Table 5 shows the results of Examples 4 to 6 and Comparative Examples 8 to 11.

[Comparative Example 12]
An organic flocculant of polydiallyldimethylammonium chloride (P-DADMAC; molecular weight 750,000) was added to the color filter wastewater of Example 1 and stirred at 25 ° C. and pH 12 at 150 rpm for 90 seconds, and then the floc diameter and supernatant turbidity ( NTU). The results are shown in Table 6.

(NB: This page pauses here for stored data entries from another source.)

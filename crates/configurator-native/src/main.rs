//! Headless driver: runs the configurator session against logging hosts and
//! plays a scripted tour at a fixed 60 Hz tick.

use std::cell::Cell;
use std::rc::Rc;
use std::time::Duration;

use configurator_core::{
    AccessoryVariant, AnimationHost, AttachmentToggle, AudioHost, ConfiguratorConfig,
    HighlightHost, Hosts, InfoWindowSpec, InputFrame, InstanceGate, KeyCode, NavigationHost,
    OrbitCamera, Ray, SessionCoordinator, UiCommand, UiHost, VisibilityHost, Widget, WindowHandle,
    WindowHost,
};
use glam::{Vec3, Vec4};
use smallvec::smallvec;

const TICK: Duration = Duration::from_micros(16_667);

static SESSION_GATE: InstanceGate = InstanceGate::new();

/// Logs every host call instead of touching a scene.
#[derive(Default)]
struct LoggingHosts {
    next_window: Cell<u32>,
}

impl VisibilityHost for LoggingHosts {
    fn set_part_visible(&self, part: &str, visible: bool) {
        log::debug!("[scene] {} visible={}", part, visible);
    }
    fn set_part_opacity(&self, part: &str, opacity: f32) {
        log::trace!("[scene] {} opacity={:.2}", part, opacity);
    }
    fn set_part_local_position(&self, part: &str, position: Vec3) {
        log::trace!(
            "[scene] {} at ({:.3},{:.3},{:.3})",
            part,
            position.x,
            position.y,
            position.z
        );
    }
}

impl HighlightHost for LoggingHosts {
    fn set_material_color(&self, renderer: &str, color: Vec4) {
        log::trace!(
            "[scene] {} color=({:.2},{:.2},{:.2},{:.2})",
            renderer,
            color.x,
            color.y,
            color.z,
            color.w
        );
    }
}

impl AnimationHost for LoggingHosts {
    fn trigger_animation(&self, animator: &str, trigger: &str) {
        log::info!("[scene] {} <- {}", animator, trigger);
    }
}

impl AudioHost for LoggingHosts {
    fn play_one_shot(&self, clip: &str) {
        log::info!("[audio] {}", clip);
    }
}

impl WindowHost for LoggingHosts {
    fn create_info_window(&self, spec: &InfoWindowSpec) -> Option<WindowHandle> {
        let id = self.next_window.get() + 1;
        self.next_window.set(id);
        log::info!("[window] #{} '{}': {}", id, spec.title, spec.description);
        Some(WindowHandle(id))
    }
    fn destroy_window(&self, handle: WindowHandle) {
        log::info!("[window] #{} closed", handle.0);
    }
    fn set_window_opacity(&self, handle: WindowHandle, opacity: f32) {
        log::trace!("[window] #{} opacity={:.2}", handle.0, opacity);
    }
}

impl NavigationHost for LoggingHosts {
    fn open_external_page(&self, url: &str) {
        log::info!("[nav] open {}", url);
    }
}

impl UiHost for LoggingHosts {
    fn set_accessory_selected(&self, variant: AccessoryVariant, selected: bool) {
        log::debug!("[ui] {} selected={}", variant.name(), selected);
    }
    fn set_toggle_state(&self, toggle: AttachmentToggle, on: bool) {
        log::debug!("[ui] toggle {:?}={}", toggle, on);
    }
    fn set_interactable(&self, interactable: bool) {
        log::debug!("[ui] interactable={}", interactable);
    }
    fn set_loading_visible(&self, visible: bool) {
        log::info!("[ui] loading={}", visible);
    }
    fn pulse_widget(&self, widget: Widget) {
        log::debug!("[ui] pulse {:?}", widget);
    }
}

fn logging_hosts() -> Hosts {
    let h = Rc::new(LoggingHosts::default());
    Hosts {
        visibility: Some(h.clone()),
        highlight: Some(h.clone()),
        animation: Some(h.clone()),
        audio: Some(h.clone()),
        window: Some(h.clone()),
        navigation: Some(h.clone()),
        ui: Some(h),
    }
}

struct Driver {
    session: SessionCoordinator,
    camera: OrbitCamera,
}

impl Driver {
    fn frame(&self) -> InputFrame {
        InputFrame {
            viewer: self.camera.eye(),
            ..InputFrame::default()
        }
    }

    fn aim_at(&self, target: Vec3, press: bool) -> InputFrame {
        let eye = self.camera.eye();
        InputFrame {
            pointer_ray: Some(Ray::new(eye, target - eye)),
            primary_pressed: press,
            ..self.frame()
        }
    }

    fn run(&mut self, total: Duration) {
        let frame = self.frame();
        let mut t = Duration::ZERO;
        while t < total {
            self.session.tick(TICK, &frame);
            t += TICK;
        }
    }

    fn step(&mut self, frame: InputFrame) {
        self.session.tick(TICK, &frame);
    }
}

fn main() -> anyhow::Result<()> {
    env_logger::builder()
        .filter_level(log::LevelFilter::Info)
        .parse_default_env()
        .init();

    let session =
        SessionCoordinator::launch(&SESSION_GATE, ConfiguratorConfig::default(), logging_hosts())?;
    let mut driver = Driver {
        session,
        camera: OrbitCamera::default(),
    };

    log::info!("[tour] select Werewolf");
    driver.step(InputFrame {
        commands: vec![UiCommand::SelectAccessory(AccessoryVariant::Werewolf)],
        ..driver.frame()
    });
    driver.run(Duration::from_millis(1500));

    let ear = driver
        .session
        .features()
        .point_by_name("Ear")
        .and_then(|id| driver.session.features().config(id))
        .map(|c| c.anchor)
        .ok_or_else(|| anyhow::anyhow!("no Ear hotspot configured"))?;
    log::info!("[tour] hover and click Ear");
    driver.step(driver.aim_at(ear, false));
    driver.step(driver.aim_at(ear, true));
    driver.run(Duration::from_millis(3500));

    log::info!("[tour] show both attachments");
    driver.step(InputFrame {
        keys: smallvec![KeyCode::E],
        ..driver.frame()
    });

    log::info!("[tour] checkout");
    driver.step(InputFrame {
        keys: smallvec![KeyCode::C],
        ..driver.frame()
    });
    driver.run(Duration::from_millis(1200));

    let ui = driver.session.ui().state();
    let perf = driver.session.perf_stats();
    println!(
        "accessory={} selection={} toggles={:?} ui_active={} ticks={} fps={:.1}",
        driver.session.accessories().current().name(),
        ui.current_accessory_selection.name(),
        ui.toggles,
        ui.active,
        perf.ticks,
        perf.fps
    );
    Ok(())
}
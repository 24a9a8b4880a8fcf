use glam::Vec3;

// Shared tuning constants used by the coordinators and both front ends.

// Accessory swap
pub const SWAP_FADE_SEC: f32 = 0.5; // each phase: fade-out old, fade-in new
pub const POP_IN_SEC: f32 = 0.3;
pub const POP_IN_OFFSET: f32 = 0.1; // left part starts at -X, right part at +X

// Feature hotspots
pub const HIGHLIGHT_FADE_SEC: f32 = 0.25;
pub const DEFAULT_HIGHLIGHT_INTENSITY: f32 = 1.5;
pub const DEFAULT_PICK_RADIUS: f32 = 0.12;
pub const WINDOW_FADE_SEC: f32 = 0.3;
pub const WINDOW_HEIGHT_OFFSET: f32 = 0.35; // info window sits this far above the anchor
pub const ACTIVATION_HOLD_SEC: f32 = 3.0;

// UI
pub const NAVIGATION_DELAY_SEC: f32 = 1.0;

// Session
pub const PERF_SMOOTHING: f32 = 0.1; // new = (1-α)*old + α*sample

// Orbit camera
pub const CAMERA_DEFAULT_DISTANCE: f32 = 2.2;
pub const CAMERA_MIN_DISTANCE: f32 = 1.0;
pub const CAMERA_MAX_DISTANCE: f32 = 5.0;
pub const CAMERA_PITCH_LIMIT: f32 = 1.4; // radians, keeps the eye off the poles
pub const CAMERA_FOVY: f32 = std::f32::consts::FRAC_PI_4;

#[inline]
pub fn pop_in_offset(left: bool) -> Vec3 {
    if left {
        Vec3::new(-POP_IN_OFFSET, 0.0, 0.0)
    } else {
        Vec3::new(POP_IN_OFFSET, 0.0, 0.0)
    }
}
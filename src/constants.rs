// Browser front-end tuning: DOM ids and gesture sensitivities.

// DOM element ids
pub const CANVAS_ID: &str = "app-canvas";
pub const HINT_OVERLAY_ID: &str = "hint-overlay";
pub const PAUSE_OVERLAY_ID: &str = "pause-overlay";
pub const LOADING_ID: &str = "loading-indicator";
pub const WIDGET_BAR_ID: &str = "widget-bar";
pub const INFO_LAYER_ID: &str = "info-layer";

// CSS classes toggled on widgets
pub const CLASS_SELECTED: &str = "selected";
pub const CLASS_HIDDEN: &str = "hidden";
pub const CLASS_PULSE: &str = "pulse";

// Camera gestures
pub const ORBIT_RADIANS_PER_PX: f32 = 0.008;
pub const WHEEL_ZOOM_PER_PX: f32 = 0.002;
pub const PINCH_ZOOM_PER_PX: f32 = 0.01;

// A press that moves less than this (canvas px) counts as a click, not an orbit drag
pub const CLICK_SLOP_PX: f32 = 6.0;

// Hint overlay refresh interval while perf stats are shown
pub const HINT_REFRESH_SEC: f32 = 0.5;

As described above, only the aggregation filtration by adding the flocculant (see Table 6), the pH adjustment only (see FIG. 6), and the heating only (see Table 5, Comparative Examples 10 and 11) with respect to the development wastewater of the color filter. The color resist (turbidity) and surfactant (TOC, COD) could not be reduced.
In addition, as shown in FIG. 6, only by pH adjustment, coloring does not change at all, and since the turbidity has an MFF value of 1.1 or less, the turbidity is in a dispersed state.
On the other hand, when the color filter development wastewater is heated to a pH of 7 or less and heated, an insoluble pigment (color resist) and a surfactant are generated and separated in the heated state. Thus, it was confirmed that both the pigment and the surfactant can be removed (see FIG. 5 and Example 1).

  As described above, the present invention can treat not only the color resist in the development wastewater but also the surfactant satisfactorily by treating the color filter development wastewater in a heated and neutral / acidic state. As a result, the color filter developing waste water can be processed with good aggregation filterability and operational stability. In other words, the operational stability of stabilizing the coagulation and stabilizing the COD value of the discharge becomes good. In addition, since it is possible to recover and reuse the heated heat, it is desirable in terms of operational stability and economy. In addition, COD removal efficiency is high, and the current situation can be greatly improved in terms of economy when performing advanced treatment as wastewater discharge treatment or wastewater recovery treatment. Furthermore, since it is possible to reduce the capacity of the biological reaction tank and the use amount of the flocculant and activated carbon, it is possible to reduce the cost of wastewater treatment.

Claims (4)

A method for treating development wastewater in a color filter manufacturing process,
A heating step of heating the development waste water to 50 ° C. or higher;
A pH adjusting step for adjusting the pH of the development waste water to 7 or less,
A processing method for developing waste water, wherein the developing waste water is subjected to solid-liquid separation in a state of heating and pH adjustment.   2. The development according to claim 1, wherein the developing wastewater is heated to 60 to 100 [deg.] C. in the heating step and / or the pH of the developing wastewater is made 2 to 6 acidic in the pH adjusting step. Wastewater treatment method.   The processing method of the development waste_water | drain of Claim 1 or 2 using a coagulant | flocculant together.   The development wastewater according to any one of claims 1 to 3, wherein heat of the heated treated water after the solid-liquid separation is recovered and reused for heating the development wastewater in the heating step. Processing method.